(Records from a data collection)

= = = =

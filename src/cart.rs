//! Cart

use std::{collections::BTreeMap, sync::Arc};

use rusty_money::{Money, iso::Currency};
use thiserror::Error;

use crate::{
    catalog::{Product, ProductId},
    pricing::{PricingError, line_total, total_price},
};

/// Errors related to cart mutation or totals.
#[derive(Debug, Error, PartialEq)]
pub enum CartError {
    /// Quantities added to a cart must be at least one.
    #[error("quantity must be greater than 0, got {0}")]
    NonPositiveQuantity(i64),

    /// Quantities set on a cart line must not be negative.
    #[error("quantity must not be negative, got {0}")]
    NegativeQuantity(i64),

    /// The resulting quantity does not fit in a cart line.
    #[error("quantity {0} is too large")]
    QuantityTooLarge(i64),

    /// The product has no line in this cart.
    #[error("product {0} is not in the cart")]
    ItemNotFound(ProductId),

    /// A product's currency differs from the cart currency (product, product currency, cart currency).
    #[error("product {0} has currency {1}, but cart has currency {2}")]
    CurrencyMismatch(ProductId, &'static str, &'static str),

    /// Wrapped price arithmetic error.
    #[error(transparent)]
    Pricing(#[from] PricingError),
}

/// A cart line: a product and how many of it.
#[derive(Debug, Clone, PartialEq)]
pub struct CartItem {
    product: Arc<Product>,
    quantity: u32,
}

impl CartItem {
    /// The product as it was when first added to the cart.
    #[must_use]
    pub fn product(&self) -> &Product {
        &self.product
    }

    /// Quantity, always at least one.
    #[must_use]
    pub fn quantity(&self) -> u32 {
        self.quantity
    }

    /// Unit price times quantity.
    ///
    /// # Errors
    ///
    /// Returns [`PricingError::Overflow`] if the subtotal does not fit in minor units.
    pub fn subtotal(&self) -> Result<Money<'static, Currency>, PricingError> {
        line_total(self.product.price, self.quantity)
    }
}

/// A shopping cart, one line per product.
#[derive(Debug, Clone)]
pub struct Cart {
    items: BTreeMap<ProductId, CartItem>,
    currency: &'static Currency,
}

impl Cart {
    /// Create an empty cart.
    #[must_use]
    pub fn new(currency: &'static Currency) -> Self {
        Cart {
            items: BTreeMap::new(),
            currency,
        }
    }

    /// Add `quantity` of `product`.
    ///
    /// If the product already has a line its quantity is increased; the line
    /// keeps the product record it was created with.
    ///
    /// # Errors
    ///
    /// - [`CartError::NonPositiveQuantity`]: `quantity` is zero or negative.
    /// - [`CartError::QuantityTooLarge`]: the new line quantity overflows.
    /// - [`CartError::CurrencyMismatch`]: the product is priced in another currency.
    pub fn add_item(&mut self, product: Arc<Product>, quantity: i64) -> Result<(), CartError> {
        if quantity <= 0 {
            return Err(CartError::NonPositiveQuantity(quantity));
        }

        let product_currency = product.price.currency();

        if product_currency != self.currency {
            return Err(CartError::CurrencyMismatch(
                product.id,
                product_currency.iso_alpha_code,
                self.currency.iso_alpha_code,
            ));
        }

        let added =
            u32::try_from(quantity).map_err(|_err| CartError::QuantityTooLarge(quantity))?;

        if let Some(item) = self.items.get_mut(&product.id) {
            item.quantity = item
                .quantity
                .checked_add(added)
                .ok_or(CartError::QuantityTooLarge(quantity))?;

            return Ok(());
        }

        self.items.insert(
            product.id,
            CartItem {
                product,
                quantity: added,
            },
        );

        Ok(())
    }

    /// Remove the line for `product_id`.
    ///
    /// # Errors
    ///
    /// Returns [`CartError::ItemNotFound`] if there is no such line.
    pub fn remove_item(&mut self, product_id: ProductId) -> Result<CartItem, CartError> {
        self.items
            .remove(&product_id)
            .ok_or(CartError::ItemNotFound(product_id))
    }

    /// Set the quantity of an existing line. Zero removes the line.
    ///
    /// # Errors
    ///
    /// - [`CartError::ItemNotFound`]: there is no such line.
    /// - [`CartError::NegativeQuantity`]: `quantity` is below zero.
    /// - [`CartError::QuantityTooLarge`]: `quantity` does not fit in a line.
    pub fn update_item(&mut self, product_id: ProductId, quantity: i64) -> Result<(), CartError> {
        if !self.items.contains_key(&product_id) {
            return Err(CartError::ItemNotFound(product_id));
        }

        if quantity < 0 {
            return Err(CartError::NegativeQuantity(quantity));
        }

        if quantity == 0 {
            self.items.remove(&product_id);

            return Ok(());
        }

        let quantity =
            u32::try_from(quantity).map_err(|_err| CartError::QuantityTooLarge(quantity))?;

        if let Some(item) = self.items.get_mut(&product_id) {
            item.quantity = quantity;
        }

        Ok(())
    }

    /// Sum of every line's subtotal. Zero for an empty cart.
    ///
    /// # Errors
    ///
    /// Returns a [`CartError::Pricing`] if a subtotal or the sum overflows.
    pub fn total(&self) -> Result<Money<'static, Currency>, CartError> {
        let subtotals = self
            .items
            .values()
            .map(CartItem::subtotal)
            .collect::<Result<Vec<_>, _>>()?;

        Ok(total_price(subtotals, self.currency)?)
    }

    /// Remove every line.
    pub fn clear(&mut self) {
        self.items.clear();
    }

    /// Look up the line for a product.
    #[must_use]
    pub fn get_item(&self, product_id: ProductId) -> Option<&CartItem> {
        self.items.get(&product_id)
    }

    /// Iterate over the lines in product id order.
    pub fn iter(&self) -> impl Iterator<Item = &CartItem> {
        self.items.values()
    }

    /// Number of lines.
    #[must_use]
    pub fn len(&self) -> usize {
        self.items.len()
    }

    /// Whether the cart has no lines.
    #[must_use]
    pub fn is_empty(&self) -> bool {
        self.items.is_empty()
    }

    /// Get the currency of the cart.
    #[must_use]
    pub fn currency(&self) -> &'static Currency {
        self.currency
    }
}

= = = =

EXERCISE INSTRUCTIONS: Only the number is required: state how many lines of the entries hold the word "CartItem".

RESPONSE AREA: 8